→ Task to carry out: Scan the material below for "through", then return each line that contains it.

→ Task data:

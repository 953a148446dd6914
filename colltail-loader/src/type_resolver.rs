//! Collation type fallback
//!
//! Picks the concrete collation type from a locale's `collations` table:
//!
//! 1. requested type (or the table's default when none was requested)
//! 2. `search` when a longer `search…` type is missing (`searchjl` → `search`)
//! 3. the table's default type, read with locale fallback
//!
//! The default type itself falls back to `standard` when the table (and its
//! parents) declare none.

use crate::error::{Error, Result};
use crate::resource::{Bundle, Lookup, ResourceStore};
use tracing::debug;

/// Default collation type when the data declares none
pub const DEFAULT_COLLATION_TYPE: &str = "standard";

/// Key of the default type inside a `collations` table
pub const DEFAULT_TYPE_KEY: &str = "default";

/// Only this prefix family is truncated during type fallback
const SEARCH_PREFIX: &str = "search";

/// Outcome of type resolution
#[derive(Debug, Clone, PartialEq, Eq)]
pub struct ResolvedType {
    /// The type whose data was found
    pub collation_type: String,
    /// Default type declared by the `collations` table
    pub default_type: String,
    /// `collations/<collation_type>` table
    pub data: Bundle,
    /// True when the requested type was replaced by a fallback
    pub type_fallback: bool,
}

/// Resolves collation types against a store
pub struct TypeResolver<'a> {
    store: &'a dyn ResourceStore,
}

impl<'a> TypeResolver<'a> {
    pub fn new(store: &'a dyn ResourceStore) -> Self {
        Self { store }
    }

    /// Default type of a `collations` table, `standard` when undeclared
    pub fn default_type(&self, collations: &Bundle) -> String {
        match self.store.string_with_fallback(collations, DEFAULT_TYPE_KEY) {
            Lookup::Found(default_type) => default_type,
            Lookup::Absent => DEFAULT_COLLATION_TYPE.to_string(),
        }
    }

    /// Find the data table for `requested`, applying type fallback.
    ///
    /// Returns [`Error::NoTailoringFound`] when every candidate is missing.
    pub fn resolve(&self, collations: &Bundle, requested: Option<&str>) -> Result<ResolvedType> {
        let default_type = self.default_type(collations);
        let mut collation_type = requested.unwrap_or(default_type.as_str()).to_string();
        let mut type_fallback = false;

        let mut data = self.store.sub_bundle(collations, &collation_type);

        if !data.is_found() {
            if let Some(prefix) = search_prefix(&collation_type).map(str::to_string) {
                debug!("Collation type {:?} not found, trying {:?}", collation_type, prefix);
                collation_type = prefix;
                type_fallback = true;
                data = self.store.sub_bundle(collations, &collation_type);
            }
        }

        if !data.is_found() && collation_type != default_type {
            debug!(
                "Collation type {:?} not found, falling back to default {:?}",
                collation_type, default_type
            );
            collation_type = default_type.clone();
            type_fallback = true;
            data = self.store.sub_bundle(collations, &collation_type);
        }

        match data {
            Lookup::Found(data) => Ok(ResolvedType {
                collation_type,
                default_type,
                data,
                type_fallback,
            }),
            Lookup::Absent => Err(Error::NoTailoringFound {
                locale: collations.resolved_locale().clone(),
                requested: requested.map(str::to_string),
            }),
        }
    }
}

/// `search` prefix of a longer type (`searchjl`, `SEARCHjl`), preserving case
fn search_prefix(collation_type: &str) -> Option<&str> {
    if collation_type.len() <= SEARCH_PREFIX.len() {
        return None;
    }
    collation_type
        .get(..SEARCH_PREFIX.len())
        .filter(|prefix| prefix.eq_ignore_ascii_case(SEARCH_PREFIX))
}
// This Source Code Form is subject to the terms of the Mozilla Public
// License, v. 2.0. If a copy of the MPL was not distributed with this
// file, You can obtain one at https://mozilla.org/MPL/2.0/.

//! SELECT accessors
//!
//! A [`Select`] is a lens onto the ADB that holds a SELECT value. It is bound
//! either to an attribute slot, to the current value of an outer select
//! (for a select nested in a select), or to a detached ADB it owns (for
//! members of aggregates and values under construction).
//!
//! Nothing is cached: every read asks the store for the slot's current ADB,
//! and every write boxes a fresh ADB and hands it to the outermost slot.
//!
//! Which candidate a value is gets decided once, at the store boundary, by
//! [`SelectDescriptor::match_adb`]: the first candidate whose type test passes
//! wins. Value candidates are tested on the ADB's outermost type name, entity
//! candidates with a kind-of check, nested selects recursively.

use crate::aggregation::{
    decode_element, encode_element, from_aggregate, to_aggregate, Element, ElementCodec,
    ElementKind,
};
use crate::entity::{checked_reference, Entity, EntityType};
use crate::enums::Enumeration;
use crate::error::{BindingError, Result};
use ifc_lite_sdai::{
    AdbHandle, AggregateHandle, AttributeStore, AttributeStoreExt, InstanceHandle, Scalar,
    StoreKind, StoreValue, TypePath,
};
use std::cell::Cell;
use std::fmt;
use std::rc::Rc;

/// One member type of a SELECT
#[derive(Debug)]
pub struct Candidate {
    /// EXPRESS type name, also the type path tag of its values
    pub type_name: &'static str,
    pub kind: ElementKind,
}

impl Candidate {
    /// Check if the value boxed in `adb` is of this candidate type
    pub fn matches(&self, store: &dyn AttributeStore, adb: AdbHandle) -> bool {
        match self.kind {
            ElementKind::Entity(domain) => store
                .adb_value(adb, StoreKind::Instance)
                .and_then(|value| value.as_instance())
                .is_some_and(|handle| store.is_kind_of(handle, domain)),
            ElementKind::Select(nested) => nested.match_adb(store, adb).is_some(),
            _ => has_type(store, adb, self.type_name),
        }
    }
}

/// Candidate table of one SELECT type
#[derive(Debug)]
pub struct SelectDescriptor {
    pub name: &'static str,
    pub candidates: &'static [Candidate],
}

impl SelectDescriptor {
    /// Index of the first candidate the value boxed in `adb` belongs to
    pub fn match_adb(&self, store: &dyn AttributeStore, adb: AdbHandle) -> Option<usize> {
        self.candidates
            .iter()
            .position(|candidate| candidate.matches(store, adb))
    }

    /// Direct candidate named `type_name`
    pub fn candidate(&self, type_name: &str) -> Option<&Candidate> {
        self.candidates
            .iter()
            .find(|candidate| candidate.type_name.eq_ignore_ascii_case(type_name))
    }

    /// Candidate named `type_name`, searching nested selects as well
    pub fn find(&self, type_name: &str) -> Option<&Candidate> {
        self.candidate(type_name).or_else(|| {
            self.candidates.iter().find_map(|candidate| match candidate.kind {
                ElementKind::Select(nested) => nested.find(type_name),
                _ => None,
            })
        })
    }
}

fn has_type(store: &dyn AttributeStore, adb: AdbHandle, type_name: &str) -> bool {
    store
        .adb_type_path(adb, 0)
        .is_some_and(|name| name.eq_ignore_ascii_case(type_name))
}

/// A decoded select value with the candidate it was recognised as
#[derive(Clone, Debug, PartialEq)]
pub struct SelectValue<'s> {
    pub type_name: &'static str,
    pub value: Element<'s>,
}

/// An ADB owned by a detached select; released on drop
struct DetachedSlot<'s> {
    owner: Entity<'s>,
    adb: Cell<AdbHandle>,
}

impl Drop for DetachedSlot<'_> {
    fn drop(&mut self) {
        let adb = self.adb.get();
        if !adb.is_null() {
            self.owner.store().release_adb(adb);
        }
    }
}

#[derive(Clone)]
enum Binding<'s> {
    Attribute {
        entity: Entity<'s>,
        attr: &'static str,
    },
    Nested(Box<Select<'s>>),
    Detached(Rc<DetachedSlot<'s>>),
}

/// Lens onto a SELECT value
///
/// Clones are views onto the same value: a clone of a detached select shares
/// its ADB, and a write through either is seen by both. Use
/// [`to_detached`](Self::to_detached) for an independent copy.
#[derive(Clone)]
pub struct Select<'s> {
    descriptor: &'static SelectDescriptor,
    binding: Binding<'s>,
}

impl<'s> Select<'s> {
    /// Bind to the attribute `attr` of `entity`
    pub fn attribute(
        entity: Entity<'s>,
        attr: &'static str,
        descriptor: &'static SelectDescriptor,
    ) -> Self {
        Self {
            descriptor,
            binding: Binding::Attribute { entity, attr },
        }
    }

    /// Bind to the value of `outer`, viewed as the nested select `descriptor`
    pub fn nested(outer: &Select<'s>, descriptor: &'static SelectDescriptor) -> Self {
        Self {
            descriptor,
            binding: Binding::Nested(Box::new(outer.clone())),
        }
    }

    /// An unset select not attached to any slot
    ///
    /// `owner` is the instance any aggregates written through it belong to.
    pub fn detached(owner: Entity<'s>, descriptor: &'static SelectDescriptor) -> Self {
        Self::adopt(owner, AdbHandle::NULL, descriptor)
    }

    /// Take ownership of a caller-owned ADB
    pub(crate) fn adopt(
        owner: Entity<'s>,
        adb: AdbHandle,
        descriptor: &'static SelectDescriptor,
    ) -> Self {
        Self {
            descriptor,
            binding: Binding::Detached(Rc::new(DetachedSlot {
                owner,
                adb: Cell::new(adb),
            })),
        }
    }

    pub fn descriptor(&self) -> &'static SelectDescriptor {
        self.descriptor
    }

    /// The instance the value belongs to
    pub fn owner(&self) -> Entity<'s> {
        match &self.binding {
            Binding::Attribute { entity, .. } => *entity,
            Binding::Nested(outer) => outer.owner(),
            Binding::Detached(slot) => slot.owner,
        }
    }

    fn store(&self) -> &'s dyn AttributeStore {
        self.owner().store()
    }

    /// The ADB currently holding the value, `None` if unset
    pub fn resolve(&self) -> Option<AdbHandle> {
        match &self.binding {
            Binding::Attribute { entity, attr } => {
                if entity.is_null() {
                    return None;
                }
                entity.store().get_attribute_adb(entity.as_handle(), attr)
            }
            Binding::Nested(outer) => outer.resolve(),
            Binding::Detached(slot) => slot.adb.get().non_null(),
        }
    }

    /// Hand a freshly created ADB to the outermost slot
    ///
    /// The ADB is released if the slot cannot take it.
    fn set_adb(&self, adb: AdbHandle) -> Result<()> {
        match &self.binding {
            Binding::Attribute { entity, attr } => {
                let store = entity.store();
                let result = if entity.is_null() {
                    Err(BindingError::null_entity(entity.declared_kind(), *attr))
                } else {
                    store
                        .put_attribute(entity.as_handle(), attr, StoreValue::Adb(adb))
                        .map_err(BindingError::from)
                };
                match &result {
                    Ok(()) => log::trace!("{:?}.{} replaced by ADB {}", entity, attr, adb),
                    Err(_) => store.release_adb(adb),
                }
                result
            }
            Binding::Nested(outer) => outer.set_adb(adb),
            Binding::Detached(slot) => {
                let previous = slot.adb.replace(adb);
                if !previous.is_null() {
                    slot.owner.store().release_adb(previous);
                }
                Ok(())
            }
        }
    }

    /// Box `value`, tag it with `type_name` and write it
    fn put_tagged(&self, type_name: Option<&str>, value: StoreValue) -> Result<()> {
        let store = self.store();
        let adb = store.create_adb(value);
        if let Some(type_name) = type_name {
            if let Err(err) = store.set_adb_type_path(adb, 0, type_name) {
                store.release_adb(adb);
                return Err(err.into());
            }
        }
        self.set_adb(adb)
    }

    fn check_candidate(&self, type_name: &str) -> Result<&'static Candidate> {
        self.descriptor
            .find(type_name)
            .ok_or_else(|| BindingError::UnknownCandidate {
                select: self.descriptor.name,
                type_name: type_name.to_string(),
            })
    }

    /// Check if the slot holds a value
    pub fn is_set(&self) -> bool {
        self.resolve().is_some()
    }

    /// Type path reported for the current value
    pub fn type_path(&self) -> Option<TypePath> {
        self.resolve().map(|adb| self.store().type_path(adb))
    }

    /// Index of the candidate the current value belongs to
    pub fn choice_index(&self) -> Option<usize> {
        let adb = self.resolve()?;
        self.descriptor.match_adb(self.store(), adb)
    }

    /// The candidate the current value belongs to
    pub fn choice(&self) -> Option<&'static Candidate> {
        let descriptor = self.descriptor;
        self.choice_index().map(|index| &descriptor.candidates[index])
    }

    /// Check if the current value is of the candidate `type_name`
    pub fn is_type(&self, type_name: &str) -> bool {
        self.choice()
            .is_some_and(|candidate| candidate.type_name.eq_ignore_ascii_case(type_name))
    }

    /// Read a value tagged `type_name`
    pub fn get_value<T: Scalar>(&self, type_name: &str, kind: StoreKind) -> Option<T> {
        let adb = self.resolve()?;
        let store = self.store();
        if !has_type(store, adb, type_name) {
            return None;
        }
        store.adb_value_as(adb, kind)
    }

    /// Write `value` tagged `type_name`
    pub fn put_value<T: Scalar>(&self, type_name: &str, kind: StoreKind, value: T) -> Result<()> {
        let candidate = self.check_candidate(type_name)?;
        let value = value
            .into_store(kind)
            .ok_or(BindingError::IncompatibleKind(kind))?;
        self.put_tagged(Some(candidate.type_name), value)
    }

    /// Read an enumeration value tagged `type_name`
    pub fn get_enum<E: Enumeration>(&self, type_name: &str) -> Option<E> {
        let name = self.get_value::<String>(type_name, E::table().kind)?;
        E::from_name(&name)
    }

    /// Write an enumeration value tagged `type_name`
    pub fn put_enum<E: Enumeration>(&self, type_name: &str, value: E) -> Result<()> {
        let name = value.name()?;
        self.put_value(type_name, E::table().kind, name.to_string())
    }

    /// Read an entity reference, `None` if it is not a kind of `E`
    pub fn get_entity<E: EntityType<'s>>(&self) -> Option<E> {
        let adb = self.resolve()?;
        let store = self.store();
        let handle: InstanceHandle = store.adb_value_as(adb, StoreKind::Instance)?;
        E::try_bind(store, handle)
    }

    /// Write an entity reference for the candidate `type_name`
    ///
    /// The entity must be a kind of `type_name`.
    pub fn put_entity(&self, type_name: &str, value: Entity<'_>) -> Result<()> {
        let candidate = self.check_candidate(type_name)?;
        let handle = checked_reference(candidate.type_name, &value)?;
        self.put_tagged(None, StoreValue::Instance(handle))
    }

    /// Read an aggregate value tagged `type_name`
    pub fn get_aggregate<C: ElementCodec<'s>>(
        &self,
        type_name: &str,
        codec: &C,
    ) -> Option<Vec<C::Item>> {
        let aggregate = self.get_value::<AggregateHandle>(type_name, StoreKind::Aggregate)?;
        Some(from_aggregate(self.owner(), aggregate, codec))
    }

    /// Write an aggregate value tagged `type_name`
    pub fn put_aggregate<C: ElementCodec<'s>>(
        &self,
        type_name: &str,
        codec: &C,
        items: &[C::Item],
    ) -> Result<()> {
        let candidate = self.check_candidate(type_name)?;
        let aggregate = to_aggregate(self.owner(), None, codec, items)?;
        self.put_tagged(Some(candidate.type_name), StoreValue::Aggregate(aggregate))
    }

    /// Decode the current value by its candidate's declared kind
    ///
    /// Nested selects are followed down to the innermost candidate.
    pub fn value(&self) -> Option<SelectValue<'s>> {
        let adb = self.resolve()?;
        let store = self.store();
        let index = self.descriptor.match_adb(store, adb)?;
        let candidate = &self.descriptor.candidates[index];
        match candidate.kind {
            ElementKind::Select(nested) => Select::nested(self, nested).value(),
            kind => decode_element(self.owner(), &kind, |k| store.adb_value(adb, k)).map(
                |value| SelectValue {
                    type_name: candidate.type_name,
                    value,
                },
            ),
        }
    }

    /// Write `element` as the candidate `type_name`
    pub fn put_element(&self, type_name: &str, element: &Element<'s>) -> Result<()> {
        let candidate = self.check_candidate(type_name)?;
        let value = encode_element(self.owner(), &candidate.kind, element)?
            .ok_or_else(|| BindingError::NullValue(candidate.type_name.to_string()))?;
        match (candidate.kind, value) {
            // Already boxed and tagged by the source select
            (ElementKind::Select(_), StoreValue::Adb(adb)) => self.set_adb(adb),
            (ElementKind::Entity(_), value) => self.put_tagged(None, value),
            (_, value) => self.put_tagged(Some(candidate.type_name), value),
        }
    }

    /// Fresh copy of the current ADB, owned by the caller
    /// A detached select holding a copy of the current value
    pub fn to_detached(&self) -> Select<'s> {
        let adb = self.snapshot_adb().unwrap_or(AdbHandle::NULL);
        Self::adopt(self.owner(), adb, self.descriptor)
    }

    pub(crate) fn snapshot_adb(&self) -> Option<AdbHandle> {
        let adb = self.resolve()?;
        self.store().create_adb(StoreValue::Adb(adb)).non_null()
    }

    fn probe<T: Scalar>(&self, kind: StoreKind) -> Option<T> {
        let adb = self.resolve()?;
        self.store().adb_value_as(adb, kind)
    }

    /// Current value as an integer, whatever its type
    pub fn as_int(&self) -> Option<i64> {
        self.probe(StoreKind::Integer)
    }

    /// Current value as a real, whatever its type
    pub fn as_double(&self) -> Option<f64> {
        self.probe(StoreKind::Real)
    }

    /// Current value as text, whatever its type
    pub fn as_text(&self) -> Option<String> {
        self.probe(StoreKind::String)
    }

    /// Current value as a boolean, whatever its type
    pub fn as_bool(&self) -> Option<bool> {
        self.probe(StoreKind::Boolean)
    }

    /// Current value as an instance handle, whatever its type
    pub fn as_instance(&self) -> Option<InstanceHandle> {
        self.probe(StoreKind::Instance)
    }
}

→ Exercise answer:
/// its ADB, and a write through either is seen by both. Use
    /// `owner` is the instance any aggregates written through it belong to.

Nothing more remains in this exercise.